ISE can pull VLAN (Or iPSK) attributes from the user DB such as AD, LDAP, SQL, or internal DB and assign it during authorization. This has many benefits, one of which is that it reduces the number of policy rules when used correctly. Imagine if you want to assign 10 different VLANs for 10 different set of users. In the traditional way, you would create 10 separate rules that reads “If User A, then assign VLAN 10”, “If User B, then assign VLAN 20”… However, with dynamic attribute, you can simply create one rule that reads “If user authenticates, then assign AD attribute as VLAN ID”. AD attributes can be pre-populated with VLAN name or ID and can be dynamically called upon as user authenticates. This video shows how to create users in the AD with such attribute and also show you how to configure ISE policy to use it for VLAN assignment and lastly confirm the operation. I am using WLC as an example, but the same works with Catalyst switches as well.
Note 1: I used ‘Description’ attribute from AD which is not an indexed attribute and works in test environment. However, in a real world environment make sure to use an indexed attribute for fast retrieval of attribute value.

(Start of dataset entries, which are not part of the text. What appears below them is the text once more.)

use serde::{Deserialize, Serialize};

use crate::Attachment;

#[derive(Serialize, Deserialize)]
pub struct CreatePostDescriptor {
    pub content: Option<String>,
    pub attachment: Option<Attachment>,
}

#[derive(Serialize, Deserialize)]
pub struct EditPostDescriptor {
    pub post: u64,
    /// Replacement text content.
    pub content: Option<String>,
    /// Replacement attachment. The previous file is removed only
    /// after the new one is stored.
    pub attachment: Option<Attachment>,
}

#[derive(Serialize, Deserialize)]
pub struct ReviewPostDescriptor {
    pub post: u64,
}

#[derive(Serialize, Deserialize)]
pub struct ReportPostDescriptor {
    pub post: u64,
}

#[derive(Serialize, Deserialize)]
pub struct DeletePostDescriptor {
    pub post: u64,
}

Note 2: The VLANs needs to be created on the the WLC or the switch prior to the VLAN assignment. Also, SVI and DHCP needs to be be configured for the VLAN or else the endpoint will not be able to get an IP address assigned
Note 3: The same can be done for iPSK by extending the endpoint DB. Simply create a new string attribute to store iPSK value and call upon the value during the authorization. Go to 'Administration > Identity Management > Settings > Endpoint Custom Attributes' and create a String type attribute called iPSK. Go to context visibility and for each endpoints populate the iPSK attribute value in the following format 'psk=XXXXX'.
Note 4: To use SGT the attribute should be stored in the format the network device understands which is 'cts:security-group-tag-0008-01' for SGT of value 8.